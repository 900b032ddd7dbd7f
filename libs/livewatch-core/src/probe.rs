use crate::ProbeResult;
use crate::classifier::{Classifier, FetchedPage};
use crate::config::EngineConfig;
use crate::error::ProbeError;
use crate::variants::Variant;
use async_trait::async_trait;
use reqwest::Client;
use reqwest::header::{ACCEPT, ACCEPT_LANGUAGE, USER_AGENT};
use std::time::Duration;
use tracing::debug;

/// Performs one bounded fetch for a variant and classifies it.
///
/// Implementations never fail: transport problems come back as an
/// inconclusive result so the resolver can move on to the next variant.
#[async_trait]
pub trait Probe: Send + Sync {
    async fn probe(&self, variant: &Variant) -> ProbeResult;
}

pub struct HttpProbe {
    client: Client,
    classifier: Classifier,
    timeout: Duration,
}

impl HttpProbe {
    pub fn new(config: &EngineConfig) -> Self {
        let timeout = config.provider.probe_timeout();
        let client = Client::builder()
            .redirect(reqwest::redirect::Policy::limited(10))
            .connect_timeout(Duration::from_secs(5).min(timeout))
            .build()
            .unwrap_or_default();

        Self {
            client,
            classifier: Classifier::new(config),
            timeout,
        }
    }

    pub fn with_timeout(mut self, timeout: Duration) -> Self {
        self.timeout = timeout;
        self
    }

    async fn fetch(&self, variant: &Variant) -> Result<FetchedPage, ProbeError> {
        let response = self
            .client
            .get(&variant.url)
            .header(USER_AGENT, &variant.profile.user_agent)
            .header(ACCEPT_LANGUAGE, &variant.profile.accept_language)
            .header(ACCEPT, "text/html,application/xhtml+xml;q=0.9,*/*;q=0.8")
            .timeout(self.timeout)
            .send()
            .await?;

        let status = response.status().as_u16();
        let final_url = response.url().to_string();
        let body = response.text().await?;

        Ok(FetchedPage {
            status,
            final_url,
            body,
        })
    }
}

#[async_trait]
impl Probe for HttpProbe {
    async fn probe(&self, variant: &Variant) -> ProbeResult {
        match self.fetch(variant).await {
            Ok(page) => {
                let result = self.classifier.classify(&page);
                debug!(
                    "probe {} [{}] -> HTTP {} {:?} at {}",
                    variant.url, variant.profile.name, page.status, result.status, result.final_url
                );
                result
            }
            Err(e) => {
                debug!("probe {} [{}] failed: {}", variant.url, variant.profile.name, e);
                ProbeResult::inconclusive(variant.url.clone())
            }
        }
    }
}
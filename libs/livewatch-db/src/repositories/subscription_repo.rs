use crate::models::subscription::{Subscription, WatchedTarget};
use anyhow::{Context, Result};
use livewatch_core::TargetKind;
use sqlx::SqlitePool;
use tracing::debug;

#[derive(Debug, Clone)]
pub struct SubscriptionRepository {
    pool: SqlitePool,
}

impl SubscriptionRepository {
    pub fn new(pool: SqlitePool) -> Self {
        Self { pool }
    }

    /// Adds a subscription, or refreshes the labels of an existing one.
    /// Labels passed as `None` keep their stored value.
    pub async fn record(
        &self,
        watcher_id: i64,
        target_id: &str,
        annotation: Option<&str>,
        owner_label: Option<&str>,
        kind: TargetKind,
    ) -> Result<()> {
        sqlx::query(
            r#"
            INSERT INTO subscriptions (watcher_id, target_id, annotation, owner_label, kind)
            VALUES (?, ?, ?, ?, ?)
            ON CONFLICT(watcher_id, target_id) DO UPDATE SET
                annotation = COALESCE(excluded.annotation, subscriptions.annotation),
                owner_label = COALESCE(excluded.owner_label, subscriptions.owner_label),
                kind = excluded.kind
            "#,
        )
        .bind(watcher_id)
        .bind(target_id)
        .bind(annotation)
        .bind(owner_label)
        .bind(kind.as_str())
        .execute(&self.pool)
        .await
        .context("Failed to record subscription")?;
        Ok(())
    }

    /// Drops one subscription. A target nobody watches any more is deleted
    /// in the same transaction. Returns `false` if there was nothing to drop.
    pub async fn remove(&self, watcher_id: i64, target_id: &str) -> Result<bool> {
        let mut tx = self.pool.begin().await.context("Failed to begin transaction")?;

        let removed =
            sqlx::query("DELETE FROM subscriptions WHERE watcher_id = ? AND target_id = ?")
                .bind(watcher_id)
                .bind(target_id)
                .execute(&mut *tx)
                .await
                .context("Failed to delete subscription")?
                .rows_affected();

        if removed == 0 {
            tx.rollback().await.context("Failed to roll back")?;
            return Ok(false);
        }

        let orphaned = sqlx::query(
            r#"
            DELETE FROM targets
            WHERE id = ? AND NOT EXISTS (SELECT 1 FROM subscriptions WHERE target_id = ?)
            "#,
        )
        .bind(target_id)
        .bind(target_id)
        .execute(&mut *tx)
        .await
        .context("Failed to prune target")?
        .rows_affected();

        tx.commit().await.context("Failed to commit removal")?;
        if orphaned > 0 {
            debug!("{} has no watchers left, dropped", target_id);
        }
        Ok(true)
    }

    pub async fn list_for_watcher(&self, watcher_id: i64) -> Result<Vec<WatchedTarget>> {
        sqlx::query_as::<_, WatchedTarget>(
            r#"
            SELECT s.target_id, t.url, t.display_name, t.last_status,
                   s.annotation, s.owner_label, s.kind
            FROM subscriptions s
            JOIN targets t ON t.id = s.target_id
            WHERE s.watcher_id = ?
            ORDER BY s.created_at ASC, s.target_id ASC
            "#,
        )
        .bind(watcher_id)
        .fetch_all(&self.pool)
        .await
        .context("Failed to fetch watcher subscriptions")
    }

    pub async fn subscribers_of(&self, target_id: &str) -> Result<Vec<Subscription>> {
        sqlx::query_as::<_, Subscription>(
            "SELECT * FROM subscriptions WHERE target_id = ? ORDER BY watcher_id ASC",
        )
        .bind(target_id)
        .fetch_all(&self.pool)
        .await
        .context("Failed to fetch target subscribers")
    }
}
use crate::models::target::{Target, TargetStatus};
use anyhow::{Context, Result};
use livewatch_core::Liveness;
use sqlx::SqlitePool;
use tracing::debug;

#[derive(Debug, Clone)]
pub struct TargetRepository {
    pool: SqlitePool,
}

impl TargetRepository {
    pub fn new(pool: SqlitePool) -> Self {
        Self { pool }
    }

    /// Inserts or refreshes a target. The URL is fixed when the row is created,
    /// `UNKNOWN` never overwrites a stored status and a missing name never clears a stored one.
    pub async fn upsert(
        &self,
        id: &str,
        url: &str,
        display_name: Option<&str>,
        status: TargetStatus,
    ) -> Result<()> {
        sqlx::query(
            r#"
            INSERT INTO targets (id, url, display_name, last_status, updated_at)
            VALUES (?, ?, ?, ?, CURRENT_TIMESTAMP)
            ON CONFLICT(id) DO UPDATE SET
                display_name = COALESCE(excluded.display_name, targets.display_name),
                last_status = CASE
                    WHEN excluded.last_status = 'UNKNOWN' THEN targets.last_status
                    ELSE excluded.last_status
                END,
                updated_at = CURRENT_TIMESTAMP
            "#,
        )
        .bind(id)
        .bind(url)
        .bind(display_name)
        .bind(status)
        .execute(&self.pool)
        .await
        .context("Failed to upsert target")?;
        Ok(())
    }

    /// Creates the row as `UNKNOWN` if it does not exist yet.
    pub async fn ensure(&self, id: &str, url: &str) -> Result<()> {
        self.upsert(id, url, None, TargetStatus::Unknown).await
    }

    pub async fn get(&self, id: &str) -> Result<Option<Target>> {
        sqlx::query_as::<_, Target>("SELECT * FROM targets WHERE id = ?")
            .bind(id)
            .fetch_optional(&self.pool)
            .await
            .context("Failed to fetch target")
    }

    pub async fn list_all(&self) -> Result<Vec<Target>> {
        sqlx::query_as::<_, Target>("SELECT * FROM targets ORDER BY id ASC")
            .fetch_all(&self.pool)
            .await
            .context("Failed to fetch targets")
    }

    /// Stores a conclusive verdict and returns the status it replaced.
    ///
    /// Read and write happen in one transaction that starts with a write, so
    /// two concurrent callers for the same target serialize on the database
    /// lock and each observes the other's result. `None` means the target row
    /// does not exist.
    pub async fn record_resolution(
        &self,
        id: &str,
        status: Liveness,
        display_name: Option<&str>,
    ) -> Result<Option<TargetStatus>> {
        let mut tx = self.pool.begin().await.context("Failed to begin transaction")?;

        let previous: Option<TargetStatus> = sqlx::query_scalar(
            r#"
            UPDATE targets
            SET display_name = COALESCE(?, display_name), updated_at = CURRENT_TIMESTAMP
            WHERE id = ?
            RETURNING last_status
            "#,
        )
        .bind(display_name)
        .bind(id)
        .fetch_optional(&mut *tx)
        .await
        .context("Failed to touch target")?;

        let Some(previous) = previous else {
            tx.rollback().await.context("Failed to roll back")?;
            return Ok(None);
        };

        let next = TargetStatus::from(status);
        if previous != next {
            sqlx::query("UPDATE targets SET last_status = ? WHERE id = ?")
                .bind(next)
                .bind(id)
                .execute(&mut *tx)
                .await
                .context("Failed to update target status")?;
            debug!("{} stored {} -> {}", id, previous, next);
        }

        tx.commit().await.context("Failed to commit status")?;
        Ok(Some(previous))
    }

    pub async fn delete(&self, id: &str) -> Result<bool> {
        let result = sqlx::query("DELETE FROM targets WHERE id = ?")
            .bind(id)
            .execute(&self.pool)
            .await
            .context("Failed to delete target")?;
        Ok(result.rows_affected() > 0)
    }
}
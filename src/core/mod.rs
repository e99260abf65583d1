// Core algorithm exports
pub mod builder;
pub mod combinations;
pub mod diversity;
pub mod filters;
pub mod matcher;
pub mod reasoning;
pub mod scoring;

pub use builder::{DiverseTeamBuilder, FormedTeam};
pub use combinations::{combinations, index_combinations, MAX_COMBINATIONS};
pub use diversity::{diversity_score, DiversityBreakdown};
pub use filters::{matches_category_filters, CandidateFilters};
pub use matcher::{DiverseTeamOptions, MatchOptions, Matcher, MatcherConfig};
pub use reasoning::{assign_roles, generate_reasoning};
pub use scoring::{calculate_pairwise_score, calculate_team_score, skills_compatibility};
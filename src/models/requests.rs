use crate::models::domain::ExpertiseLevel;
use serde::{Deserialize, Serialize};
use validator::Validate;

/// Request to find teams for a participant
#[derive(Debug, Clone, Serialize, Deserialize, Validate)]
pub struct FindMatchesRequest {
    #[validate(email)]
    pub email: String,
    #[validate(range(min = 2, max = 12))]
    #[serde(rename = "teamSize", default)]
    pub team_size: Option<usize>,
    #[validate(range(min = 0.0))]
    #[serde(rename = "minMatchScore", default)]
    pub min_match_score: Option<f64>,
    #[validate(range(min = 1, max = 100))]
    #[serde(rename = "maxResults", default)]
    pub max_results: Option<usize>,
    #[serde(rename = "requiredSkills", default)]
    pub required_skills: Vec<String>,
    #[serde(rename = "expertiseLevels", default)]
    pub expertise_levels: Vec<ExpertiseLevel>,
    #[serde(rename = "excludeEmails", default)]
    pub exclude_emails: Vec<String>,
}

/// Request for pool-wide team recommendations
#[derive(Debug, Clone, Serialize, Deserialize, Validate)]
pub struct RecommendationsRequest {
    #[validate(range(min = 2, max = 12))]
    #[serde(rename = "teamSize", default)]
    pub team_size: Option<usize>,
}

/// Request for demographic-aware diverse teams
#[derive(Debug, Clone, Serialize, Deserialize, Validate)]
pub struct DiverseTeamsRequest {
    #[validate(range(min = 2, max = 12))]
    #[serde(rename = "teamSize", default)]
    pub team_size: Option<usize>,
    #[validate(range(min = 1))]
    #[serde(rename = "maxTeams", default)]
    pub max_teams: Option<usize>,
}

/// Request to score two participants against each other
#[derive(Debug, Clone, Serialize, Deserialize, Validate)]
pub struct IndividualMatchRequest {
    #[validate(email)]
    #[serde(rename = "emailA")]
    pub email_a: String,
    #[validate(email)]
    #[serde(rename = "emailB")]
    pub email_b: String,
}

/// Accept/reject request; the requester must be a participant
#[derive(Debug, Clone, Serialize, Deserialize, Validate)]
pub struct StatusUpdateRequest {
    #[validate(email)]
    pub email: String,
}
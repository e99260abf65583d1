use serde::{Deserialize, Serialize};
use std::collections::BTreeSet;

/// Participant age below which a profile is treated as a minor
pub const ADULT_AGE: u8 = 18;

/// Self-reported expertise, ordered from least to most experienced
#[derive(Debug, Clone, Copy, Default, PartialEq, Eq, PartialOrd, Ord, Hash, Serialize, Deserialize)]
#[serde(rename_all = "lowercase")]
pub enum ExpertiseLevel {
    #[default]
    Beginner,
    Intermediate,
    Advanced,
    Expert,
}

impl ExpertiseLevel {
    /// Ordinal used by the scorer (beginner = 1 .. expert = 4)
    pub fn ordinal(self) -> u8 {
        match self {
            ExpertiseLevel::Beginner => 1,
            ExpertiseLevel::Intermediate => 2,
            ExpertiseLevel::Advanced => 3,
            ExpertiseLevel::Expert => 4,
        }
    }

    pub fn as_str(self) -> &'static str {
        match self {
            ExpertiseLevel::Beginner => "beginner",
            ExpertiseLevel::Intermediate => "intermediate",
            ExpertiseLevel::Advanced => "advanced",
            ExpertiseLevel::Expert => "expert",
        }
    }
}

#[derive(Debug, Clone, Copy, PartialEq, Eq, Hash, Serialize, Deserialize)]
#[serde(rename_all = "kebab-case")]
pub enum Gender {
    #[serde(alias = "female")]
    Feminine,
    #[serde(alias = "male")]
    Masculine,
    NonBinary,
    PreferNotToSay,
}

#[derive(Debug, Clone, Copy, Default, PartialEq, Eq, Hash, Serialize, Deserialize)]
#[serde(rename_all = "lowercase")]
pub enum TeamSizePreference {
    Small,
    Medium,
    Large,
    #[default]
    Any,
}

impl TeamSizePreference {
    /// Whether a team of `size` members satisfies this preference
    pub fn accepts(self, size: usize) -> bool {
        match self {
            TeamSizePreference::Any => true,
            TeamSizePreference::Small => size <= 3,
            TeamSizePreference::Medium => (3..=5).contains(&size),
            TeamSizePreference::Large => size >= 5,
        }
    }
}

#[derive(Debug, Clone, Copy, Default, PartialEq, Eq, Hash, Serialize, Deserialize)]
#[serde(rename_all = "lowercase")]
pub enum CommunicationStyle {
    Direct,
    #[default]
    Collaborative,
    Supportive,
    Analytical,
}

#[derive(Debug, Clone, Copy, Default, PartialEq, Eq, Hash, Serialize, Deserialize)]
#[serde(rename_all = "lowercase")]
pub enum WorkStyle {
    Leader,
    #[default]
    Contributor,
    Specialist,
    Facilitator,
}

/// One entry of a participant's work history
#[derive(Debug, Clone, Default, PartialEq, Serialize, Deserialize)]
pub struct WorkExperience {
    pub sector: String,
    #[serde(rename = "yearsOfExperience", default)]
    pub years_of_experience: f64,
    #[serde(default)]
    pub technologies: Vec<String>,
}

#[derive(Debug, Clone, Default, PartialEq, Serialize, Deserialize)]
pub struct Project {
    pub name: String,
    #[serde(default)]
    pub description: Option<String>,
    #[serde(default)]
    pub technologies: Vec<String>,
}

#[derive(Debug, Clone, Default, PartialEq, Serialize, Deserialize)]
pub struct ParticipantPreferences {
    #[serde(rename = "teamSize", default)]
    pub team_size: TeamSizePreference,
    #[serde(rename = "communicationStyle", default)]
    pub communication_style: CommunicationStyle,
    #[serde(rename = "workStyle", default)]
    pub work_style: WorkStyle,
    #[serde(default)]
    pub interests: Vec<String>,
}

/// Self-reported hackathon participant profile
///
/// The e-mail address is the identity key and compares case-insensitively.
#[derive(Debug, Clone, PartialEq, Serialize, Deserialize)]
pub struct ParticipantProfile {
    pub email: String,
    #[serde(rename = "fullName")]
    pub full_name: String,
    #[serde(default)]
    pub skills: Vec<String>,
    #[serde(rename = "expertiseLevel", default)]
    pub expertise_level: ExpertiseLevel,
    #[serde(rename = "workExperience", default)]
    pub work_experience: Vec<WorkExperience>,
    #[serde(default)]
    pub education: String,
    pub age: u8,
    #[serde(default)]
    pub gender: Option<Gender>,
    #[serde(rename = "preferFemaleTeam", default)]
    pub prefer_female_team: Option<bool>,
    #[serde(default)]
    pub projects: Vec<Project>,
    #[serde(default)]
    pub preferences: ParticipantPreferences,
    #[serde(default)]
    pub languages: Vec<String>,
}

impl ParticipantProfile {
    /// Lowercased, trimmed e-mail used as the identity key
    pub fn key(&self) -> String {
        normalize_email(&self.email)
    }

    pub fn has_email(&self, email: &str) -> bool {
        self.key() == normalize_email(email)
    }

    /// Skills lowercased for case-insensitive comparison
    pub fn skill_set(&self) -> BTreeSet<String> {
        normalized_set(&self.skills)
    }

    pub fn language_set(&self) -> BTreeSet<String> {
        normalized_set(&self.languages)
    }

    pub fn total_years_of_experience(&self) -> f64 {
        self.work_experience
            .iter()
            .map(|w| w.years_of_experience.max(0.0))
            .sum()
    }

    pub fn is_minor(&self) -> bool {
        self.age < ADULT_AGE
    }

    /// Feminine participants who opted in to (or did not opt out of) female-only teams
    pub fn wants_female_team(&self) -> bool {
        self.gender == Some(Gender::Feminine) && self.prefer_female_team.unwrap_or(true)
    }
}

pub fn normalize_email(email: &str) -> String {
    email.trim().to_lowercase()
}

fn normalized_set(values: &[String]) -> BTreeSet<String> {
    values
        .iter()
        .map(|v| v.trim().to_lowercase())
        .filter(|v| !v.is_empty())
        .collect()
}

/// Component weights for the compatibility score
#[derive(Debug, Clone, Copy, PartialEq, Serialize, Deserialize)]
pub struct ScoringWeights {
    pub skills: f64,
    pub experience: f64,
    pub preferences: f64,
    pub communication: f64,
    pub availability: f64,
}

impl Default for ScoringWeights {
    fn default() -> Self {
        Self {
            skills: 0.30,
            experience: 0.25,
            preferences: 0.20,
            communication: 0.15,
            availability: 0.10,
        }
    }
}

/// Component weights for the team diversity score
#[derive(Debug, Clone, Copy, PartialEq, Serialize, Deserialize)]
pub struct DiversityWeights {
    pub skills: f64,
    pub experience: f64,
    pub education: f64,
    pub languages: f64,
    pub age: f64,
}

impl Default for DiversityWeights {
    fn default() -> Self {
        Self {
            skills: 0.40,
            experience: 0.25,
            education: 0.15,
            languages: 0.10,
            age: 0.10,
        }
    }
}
# # # #
EXERCISE:
Copy out, exactly and alone, the lines of the entries above between the ones holding "a write, so" and "pub mod filters;", inclusive.

TASK OUTPUT:
    /// Read and write happen in one transaction that starts with a write, so
    /// two concurrent callers for the same target serialize on the database
    /// lock and each observes the other's result. `None` means the target row
    /// does not exist.
    pub async fn record_resolution(
        &self,
        id: &str,
        status: Liveness,
        display_name: Option<&str>,
    ) -> Result<Option<TargetStatus>> {
        let mut tx = self.pool.begin().await.context("Failed to begin transaction")?;

        let previous: Option<TargetStatus> = sqlx::query_scalar(
            r#"
            UPDATE targets
            SET display_name = COALESCE(?, display_name), updated_at = CURRENT_TIMESTAMP
            WHERE id = ?
            RETURNING last_status
            "#,
        )
        .bind(display_name)
        .bind(id)
        .fetch_optional(&mut *tx)
        .await
        .context("Failed to touch target")?;

        let Some(previous) = previous else {
            tx.rollback().await.context("Failed to roll back")?;
            return Ok(None);
        };

        let next = TargetStatus::from(status);
        if previous != next {
            sqlx::query("UPDATE targets SET last_status = ? WHERE id = ?")
                .bind(next)
                .bind(id)
                .execute(&mut *tx)
                .await
                .context("Failed to update target status")?;
            debug!("{} stored {} -> {}", id, previous, next);
        }

        tx.commit().await.context("Failed to commit status")?;
        Ok(Some(previous))
    }

    pub async fn delete(&self, id: &str) -> Result<bool> {
        let result = sqlx::query("DELETE FROM targets WHERE id = ?")
            .bind(id)
            .execute(&self.pool)
            .await
            .context("Failed to delete target")?;
        Ok(result.rows_affected() > 0)
    }
}
filename src/core/mod.rs
repository e99260abf65583d1
// Core algorithm exports
pub mod builder;
pub mod combinations;
pub mod diversity;
pub mod filters;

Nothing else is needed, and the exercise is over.